Guess what else? The muscles in the soft palate get lax as you age. (In my experience, lots of muscles get “lax as you age” if you don’t use them!)
So how then do you “workout” those lax muscles in the soft palate?
Smithsonian.com in January of 2014 reported a story on British choir director Alise Ojay’s specially designed singing sound system as a way to eliminate snoring. The author wrote,
“Ojay came up with the idea back in 1997, when a friend shared that his snoring was so severe that it led ultimately to the breakup of his last relationship. After listening in on his snoring, she suspected that his soft palate (a swath of controlled tissue located near the back of the mouth) was very lax, to the point where it produced loud acoustic vibrations with each breath. She then wondered if making sounds that toned up his palate would allow it to better resist the force of the air that funneled through each time he breathed in.”
She put a mirror in front of her own mouth, watched how her soft palate moved with each note, and created singing for snorers.
Doesn’t that sound like a much better way to stop snoring? Work the muscles!
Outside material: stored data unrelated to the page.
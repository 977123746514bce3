use glam::Vec3;

// Shared scene and input-mapping constants used by both web and native frontends.

// Markers
pub const MARKER_DIAMETER: f32 = 0.1;
pub const MARKER_SEGMENTS: u32 = 16;
pub const LEFT_MARKER_OFFSET: [f32; 3] = [-0.5, 0.0, 0.0];
pub const RIGHT_MARKER_OFFSET: [f32; 3] = [0.5, 0.0, 0.0];

// Button-state levels written into color channels
pub const LEVEL_RELEASED: f32 = 0.0;
pub const LEVEL_TOUCHED: f32 = 0.5;
pub const LEVEL_PRESSED: f32 = 1.0;

// Marker scaling per axis (trigger drives y, squeeze drives x/z)
pub const SCALE_RELEASED: f32 = 1.0;
pub const SCALE_PRESSED: f32 = 2.0;

// Marker material opacity (thumbrest touch makes it opaque)
pub const ALPHA_DEFAULT: f32 = 0.5;
pub const ALPHA_THUMBREST: f32 = 1.0;

// Hemispheric light
pub const LIGHT_DIRECTION: [f32; 3] = [0.0, 2.0, 2.0];
pub const LIGHT_INTENSITY: f32 = 1.0;
pub const LIGHT_SKY_COLOR: [f32; 3] = [1.0, 1.0, 1.0];
pub const LIGHT_GROUND_COLOR: [f32; 3] = [0.0, 0.0, 0.0];

// Environment
pub const SKYBOX_SIZE: f32 = 30.0;
pub const GROUND_TO_SKYBOX: f32 = 0.5; // ground disc diameter per skybox size
pub const GROUND_TESSELLATION: u32 = 64;
pub const GROUND_COLOR: [f32; 3] = [1.0, 1.0, 1.0];
pub const SKY_TOP_COLOR: [f32; 3] = [0.20, 0.32, 0.55];
pub const SKY_HORIZON_COLOR: [f32; 3] = [0.78, 0.84, 0.92];

// Orbit camera (non-XR view)
pub const CAMERA_ALPHA: f32 = -(std::f32::consts::FRAC_PI_4) * 3.0;
pub const CAMERA_BETA: f32 = std::f32::consts::FRAC_PI_4;
pub const CAMERA_RADIUS: f32 = 10.0;
pub const CAMERA_FOV_Y: f32 = 0.8;
pub const CAMERA_Z_NEAR: f32 = 0.1;
pub const CAMERA_Z_FAR: f32 = 100.0;
pub const CAMERA_BETA_MIN: f32 = 0.01;
pub const CAMERA_BETA_MAX: f32 = std::f32::consts::PI - 0.01;
pub const CAMERA_RADIUS_MIN: f32 = 1.0;
pub const CAMERA_RADIUS_MAX: f32 = 50.0;
pub const ORBIT_RADIANS_PER_PIXEL: f32 = 0.005;
pub const ZOOM_PER_WHEEL_UNIT: f32 = 0.01;

#[inline]
pub fn left_marker_offset() -> Vec3 {
    Vec3::from(LEFT_MARKER_OFFSET)
}

#[inline]
pub fn right_marker_offset() -> Vec3 {
    Vec3::from(RIGHT_MARKER_OFFSET)
}
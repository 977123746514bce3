mod helpers;
mod scene;

pub use helpers::DEPTH_FORMAT;
pub use scene::{FrameInput, InstanceData, SceneRenderer, SCENE_WGSL};

use xr_core::{HandPair, SceneDescription};

/// A configured presentation surface plus the scene renderer drawing into it.
///
/// The front-ends differ only in how the `wgpu::Surface` is created (canvas
/// vs winit window); everything after that lives here.
pub struct GpuSurface<'w> {
    surface: wgpu::Surface<'w>,
    device: wgpu::Device,
    queue: wgpu::Queue,
    config: wgpu::SurfaceConfiguration,
    renderer: SceneRenderer,
}

impl<'w> GpuSurface<'w> {
    pub async fn new(
        instance: &wgpu::Instance,
        surface: wgpu::Surface<'w>,
        width: u32,
        height: u32,
        scene: SceneDescription,
    ) -> anyhow::Result<Self> {
        let adapter = instance
            .request_adapter(&wgpu::RequestAdapterOptions {
                power_preference: wgpu::PowerPreference::HighPerformance,
                compatible_surface: Some(&surface),
                force_fallback_adapter: false,
            })
            .await
            .ok_or_else(|| anyhow::anyhow!("No GPU adapter"))?;
        let (device, queue) = adapter
            .request_device(
                &wgpu::DeviceDescriptor {
                    required_features: wgpu::Features::empty(),
                    required_limits: wgpu::Limits::downlevel_webgl2_defaults()
                        .using_resolution(adapter.limits()),
                    memory_hints: wgpu::MemoryHints::Performance,
                    label: None,
                },
                None,
            )
            .await
            .map_err(|e| anyhow::anyhow!("request_device error: {:?}", e))?;
        let caps = surface.get_capabilities(&adapter);
        let format = caps
            .formats
            .iter()
            .copied()
            .find(|f| f.is_srgb())
            .or_else(|| caps.formats.first().copied())
            .ok_or_else(|| anyhow::anyhow!("surface reports no formats"))?;
        let config = wgpu::SurfaceConfiguration {
            usage: wgpu::TextureUsages::RENDER_ATTACHMENT,
            format,
            width: width.max(1),
            height: height.max(1),
            present_mode: wgpu::PresentMode::Fifo,
            alpha_mode: caps
                .alpha_modes
                .first()
                .copied()
                .unwrap_or(wgpu::CompositeAlphaMode::Auto),
            view_formats: vec![],
            desired_maximum_frame_latency: 2,
        };
        surface.configure(&device, &config);
        log::info!(
            "[render] surface {}x{} format={:?} adapter={}",
            config.width,
            config.height,
            format,
            adapter.get_info().name
        );

        let renderer = SceneRenderer::new(&device, format, config.width, config.height, scene);
        Ok(Self {
            surface,
            device,
            queue,
            config,
            renderer,
        })
    }

    pub fn scene(&self) -> &SceneDescription {
        self.renderer.scene()
    }

    pub fn scene_mut(&mut self) -> &mut SceneDescription {
        self.renderer.scene_mut()
    }

    pub fn resize_if_needed(&mut self, width: u32, height: u32) {
        if width == 0 || height == 0 {
            return;
        }
        if width != self.config.width || height != self.config.height {
            self.config.width = width;
            self.config.height = height;
            self.surface.configure(&self.device, &self.config);
            self.renderer.resize(&self.device, width, height);
        }
    }

    /// Draw the scene from the orbit camera.
    pub fn render(&mut self, hands: &HandPair) -> Result<(), wgpu::SurfaceError> {
        let view_proj = self.renderer.scene().camera.view_proj(self.renderer.aspect());
        let input = FrameInput::from_hands(view_proj, hands);
        let frame = self.surface.get_current_texture()?;
        let view = frame
            .texture
            .create_view(&wgpu::TextureViewDescriptor::default());
        self.renderer.render(&self.device, &self.queue, &view, &input);
        frame.present();
        Ok(())
    }

    /// Reconfigure after `Lost`/`Outdated`.
    pub fn reconfigure(&mut self) {
        self.surface.configure(&self.device, &self.config);
    }
}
Speaking of working the muscles
Further, remember that diaphragmatic breathing is what allows opera singers belt out those notes, so don’t forget how I cured myself of snoring: diaphragmatic breathing.
I am really convinced that the walking or running and breathing all though my nose in an inhale 3 breaths, exhale 4 breaths pattern forced that muscle to firm up.
I blogged about that previously, but under the headline of engaging core muscles, which is an additional benefit. Breathing powerfully has SO MANY BENEFITS! Read that blog post here.
Sidebar: I also notice that eating sugar makes my nose run, which interferes with breathing through my nose, so I try to not be a sugar eater!
How else can I stop snoring?
Interestingly enough, there were comments at the bottom of the smithsonian.com article. One comment stated that learning to play the didgeridoo was akin to singing for snoring.
Another suggested that if you didn’t have a didgeridoo, surely you had a vuvuzela that you could blow. What, you ask, is a vuvuzela?
It is a long horn blown by fans at soccer matches in South Africa.
Those sound like fun options!
I would encourage any people out there sawing zzzs loudly to investigate the fun, noninvasive, nonsurgical ways to improve their snoring. Singing? Breathing? Playing a horn?